El problema, desde ya, es que esta no es una función más de una ópera cualquiera. El Colón-Ring fue presentado por el propio teatro -y por algunos de sus productores, haciendo pasar su campaña de marketing por artículos periodísticos- como un hecho histórico, una hazaña, una locura digna de ser acompañada hasta sus últimas consecuencias, un proyecto audaz que mantiene en vilo al mundo, etc. En rigor, parece más un tipo de proyecto pensado para teatros periféricos: originalmente pensado para China, se buscó luego presentarlo en América del Sur, y aquí está. A eso se sumaba la participación y posterior berrinche de Katharina Wagner. La misma Katherina que, como directora del Festival de Bayreuth le hizo firmar a Frank Castorf un contrato según el cual, el año próximo, no puede alterar ni una coma en el libreto ni una semicorchea en la partitura de El anillo del nibelungo. Precisamente, la misma obra que ella no tiene problemas en alterar para otros teatros, pero se cuida muy bien de presentar íntegramente en el suyo. Lo más descabellado de todo es que el enorme esfuerzo realizado, la magnitud de los intérpretes, todo lo que se pudo ver y oír hace un rato en el Colón no hizo otra cosa que demostrar que ese mismo esfuerzo era digno de mejores proyectos.

Y yo confieso que fui con una cuota de optimismo: como escribió alguien en un muro de Facebook, al fin de cuentas es la música de Wagner, bien tocada y bien cantada. Es cierto: está bien tocada y bien cantada. Reconozcámosle incluso algún mérito a la dirección de escena. De hecho, pienso volver el viernes, para escuchar una vez más a todos los músicos y prestar atención a algunos detalles de la puesta. Nada de eso es el problema: la falla más grave, la que le quita sentido o, al menos, pone en entredicho todo el asunto, es la adaptación o, mejor, la posibilidad misma de una adaptación. Antes de llegar a lo que hicieron bien los cantantes o a lo que estaba mal en la puesta hay que pasar por la obra misma. O, en realidad, por el sentido y la necesidad de la obra. El problema no es la puesta, y ni siquiera es, estrictamente hablando, la música, sino esa otra entidad, que involucra a ambas, y que no es otra cosa que eso que Wagner entendía por "drama". Eso es precisamente lo que sacrifica este Colón-Ring.

***

Se dijo por ahí que el Colón-Ring no es una serie de "grandes éxitos" del Anillo. Y, ciertamente, no lo es: faltan algunos (los murmullos del bosque, la escena entre Alberich y el Wanderer despertando al dragón, la escena de las Nornas, por ejemplo), otros están radicalmente alterados, y, por otra parte, la idea declarada por los responsables de la adaptación era la de mantener una cohesión dramática. Contar una historia, como se dice en estos casos. El adaptador, Cord Garben, comentó que "la obra de Wagner tiene dos columnas: la acción y lo filosófico; y yo busqué sacarle lo filosófico". Además de la involuntaria humorada, digna de Les Luthiers, hay varios problemas en esa frase. El primero y fundamental es igualar acción y drama. Efectivamente, este Colón-Ring tiene acción, pero "drama" parece ser, para Wagner, algo que difícilmente pueda escindirse de la música. En cuanto a lo "filosófico", si se lo quiere llamar así, no es algo que esté separado del relato del Anillo, sino, en todo caso, algo que lo atraviesa o, mejor aún, una especie de fuente de la que van naciendo los diversos motivos que conforman la obra, un poco a la manera de ese Mi bemol inicial del que parecen brotar todos los sonidos.

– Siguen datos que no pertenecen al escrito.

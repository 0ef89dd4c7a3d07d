// Copyright 2025 the Cartograph Authors
// SPDX-License-Identifier: Apache-2.0 OR MIT

use cartograph_viewport::Viewport;
use peniko::Color;

use crate::error::ControlError;
use crate::layer::Layer;
use crate::widget::Widget;

/// Everything a renderer needs to draw one frame.
#[derive(Debug)]
pub struct Frame<'a> {
    /// Initialized viewport to draw through.
    pub viewport: &'a Viewport,
    /// Layers, bottom first. Disabled layers are included; skip them.
    pub layers: &'a [Box<dyn Layer>],
    /// Widgets, bottom first, drawn above all layers.
    pub widgets: &'a [Box<dyn Widget>],
    /// Color to clear to.
    pub background: Color,
    /// Physical pixels per logical pixel; scale the canvas by this.
    pub pixel_density: f64,
}

/// Draws the map onto a platform canvas.
pub trait Renderer {
    /// The drawing surface handed to [`MapControl::paint`](crate::MapControl::paint).
    type Canvas;

    /// Draws one frame.
    ///
    /// Only called with an initialized viewport.
    fn render(&mut self, canvas: &mut Self::Canvas, frame: &Frame<'_>) -> Result<(), ControlError>;
}
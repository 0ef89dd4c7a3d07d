// Copyright 2025 the Cartograph Authors
// SPDX-License-Identifier: Apache-2.0 OR MIT

use thiserror::Error;

/// Errors raised by the map control and its collaborators.
///
/// None of these are fatal: the control logs them and carries on.
#[derive(Debug, Error, Clone, PartialEq, Eq)]
pub enum ControlError {
    /// The control was disposed; repaints and UI tasks are skipped.
    #[error("the map control has been disposed")]
    Disposed,
    /// An operation needed an initialized viewport.
    #[error("the viewport is not initialized yet")]
    NotInitialized,
    /// The renderer failed to draw a frame.
    #[error("rendering failed: {0}")]
    Render(String),
}

/// Outcome of a failed data fetch, reported by data providers.
#[derive(Debug, Error, Clone, PartialEq, Eq)]
pub enum FetchError {
    /// The fetch was cancelled, typically because the view changed again.
    #[error("fetching data was cancelled")]
    Cancelled,
    /// The fetch failed.
    #[error("an error occurred while fetching data: {0}")]
    Failed(String),
}
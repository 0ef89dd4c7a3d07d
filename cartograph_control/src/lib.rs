// Copyright 2025 the Cartograph Authors
// SPDX-License-Identifier: Apache-2.0 OR MIT

//! Cartograph Control: a platform‑neutral map control.
//!
//! [`MapControl`] glues a [`Map`] (viewport, layers, widgets and navigation
//! limits) to a host toolkit. The host forwards raw touch events, view sizes
//! and paint requests; the control turns touches into pans, pinches and info
//! taps, keeps the viewport within its limits, tells layers when the view
//! changed and asks a [`Renderer`] to draw.
//!
//! Everything runs on the UI thread. Data providers working in the
//! background report through a [`RepaintHandle`], whose requests are
//! marshaled onto the UI thread by a [`UiDispatcher`] and picked up by
//! [`MapControl::process_pending`]. A host whose event loop sleeps passes a
//! [`UiWaker`] to [`MapControl::with_waker`] to learn when to drain or paint.
//!
//! Single taps are held back until no double tap can follow; the host calls
//! [`MapControl::tick`] once [`MapControl::tap_deadline`] has passed.
//!
//! ## Minimal example
//!
//! ```rust
//! use cartograph_control::{
//!     ControlConfig, ControlError, Frame, MapControl, MemoryLayer, Renderer, TouchEvent,
//! };
//! use cartograph_gesture::TouchAction;
//! use kurbo::{Point, Rect};
//!
//! #[derive(Debug, Default)]
//! struct Counting(usize);
//!
//! impl Renderer for Counting {
//!     type Canvas = ();
//!     fn render(&mut self, _: &mut (), _: &Frame<'_>) -> Result<(), ControlError> {
//!         self.0 += 1;
//!         Ok(())
//!     }
//! }
//!
//! let mut control = MapControl::new(Counting::default(), ControlConfig::default());
//! control
//!     .map_mut()
//!     .add_layer(MemoryLayer::new("parcels", vec![Rect::new(0.0, 0.0, 1000.0, 500.0)]));
//! control.set_size(200.0, 100.0);
//! assert_eq!(control.viewport().resolution(), 5.0);
//!
//! // Drag 20 pixels to the right: the map moves 100 world units west.
//! for (action, x, t) in [(TouchAction::Down, 100.0, 0), (TouchAction::Move, 120.0, 16)] {
//!     let pointers = [Point::new(x, 50.0)];
//!     control.handle_touch(&TouchEvent { action, pointers: &pointers, time_ms: t });
//! }
//! assert!((control.viewport().center().x - 400.0).abs() < 1e-9);
//!
//! assert!(control.needs_repaint());
//! control.paint(&mut ()).unwrap();
//! assert_eq!(control.renderer().0, 1);
//! ```

mod config;
mod control;
mod dispatch;
mod error;
mod info;
mod layer;
mod map;
mod renderer;
mod repaint;
mod widget;

pub use config::ControlConfig;
pub use control::{MapControl, TouchEvent};
pub use dispatch::{UiDispatcher, UiHandle, UiWaker};
pub use error::{ControlError, FetchError};
pub use info::MapInfo;
pub use layer::{Bounded, BoundsHitTest, FeatureHitTest, Layer, MemoryLayer, ViewChange};
pub use map::Map;
pub use renderer::{Frame, Renderer};
pub use repaint::RepaintHandle;
pub use widget::{Hyperlink, Widget};
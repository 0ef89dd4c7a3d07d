// Copyright 2025 the Cartograph Authors
// SPDX-License-Identifier: Apache-2.0 OR MIT

use kurbo::Point;

/// Result of an info query triggered by a tap.
#[derive(Clone, Debug, PartialEq)]
pub struct MapInfo {
    /// Tap position in logical screen pixels.
    pub screen_position: Point,
    /// Tap position in world coordinates.
    pub world_position: Point,
    /// Resolution at the time of the tap.
    pub resolution: f64,
    /// `1` for a single tap, `2` for a double tap.
    pub tap_count: u8,
    /// Name of the layer holding the hit feature, if any.
    pub layer: Option<String>,
    /// Index of the hit feature within that layer.
    pub feature_index: Option<usize>,
}

impl MapInfo {
    /// Returns `true` if a feature was hit.
    pub fn is_hit(&self) -> bool {
        self.feature_index.is_some()
    }
}
// Copyright 2025 the Cartograph Authors
// SPDX-License-Identifier: Apache-2.0 OR MIT

//! Rotation snapping for pinch gestures.
//!
//! While the map points north, small twists during a pinch are ignored until
//! the accumulated twist reaches [`RotationSnap::unsnap_degrees`]. Once the
//! map is rotated, it follows the fingers freely, and snaps back to north
//! when the accumulated twist comes within [`RotationSnap::resnap_degrees`]
//! of zero.

/// Rotation snap configuration.
#[derive(Clone, Copy, Debug, PartialEq)]
pub struct RotationSnap {
    /// Accumulated twist, in degrees, needed to start rotating an unrotated map.
    ///
    /// Default: `30.0`.
    pub unsnap_degrees: f64,
    /// Twist, in degrees, within which a rotated map snaps back to north.
    ///
    /// Default: `5.0`.
    pub resnap_degrees: f64,
    /// Disables rotation entirely.
    ///
    /// Default: `false`.
    pub locked: bool,
}

impl Default for RotationSnap {
    fn default() -> Self {
        Self {
            unsnap_degrees: 30.0,
            resnap_degrees: 5.0,
            locked: false,
        }
    }
}

impl RotationSnap {
    /// Returns the rotation change to apply for an accumulated twist.
    ///
    /// `inner_rotation` is the unsnapped rotation the fingers describe (the
    /// viewport rotation when the pinch started plus the twist since);
    /// `current_rotation` is the viewport rotation now. Both are in degrees.
    #[must_use]
    pub fn rotation_delta(&self, inner_rotation: f64, current_rotation: f64) -> f64 {
        if self.locked {
            return 0.0;
        }
        if current_rotation == 0.0 {
            if inner_rotation.abs() >= self.unsnap_degrees.abs() {
                inner_rotation
            } else {
                0.0
            }
        } else if inner_rotation.abs() <= self.resnap_degrees.abs() {
            -current_rotation
        } else {
            inner_rotation - current_rotation
        }
    }
}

Se suele señalar como una característica típica del lenguaje de madurez wagneriano el hecho de que cada obra tenga una "paleta" orquestal diversa. Efectivamente, la orquesta de Tristán e Isolda no suena como la de Parsifal, ni la de Meistersinger como la del Anillo. Cada una tiene un sonido característico que hace que sea imposible confundirla con otra. En cada caso, la elección parece estar motivada por la historia que se cuenta. De esa mutua determinación de texto y música parece surgir esa anomalía que es el drama wagneriano, cuyos relatos parecen extensos y redundantes si se les quita la música, y cuya música parece exigir las palabras que le den su significado completo, aunque se trate de un significado que permanentemente se oculta o se escapa.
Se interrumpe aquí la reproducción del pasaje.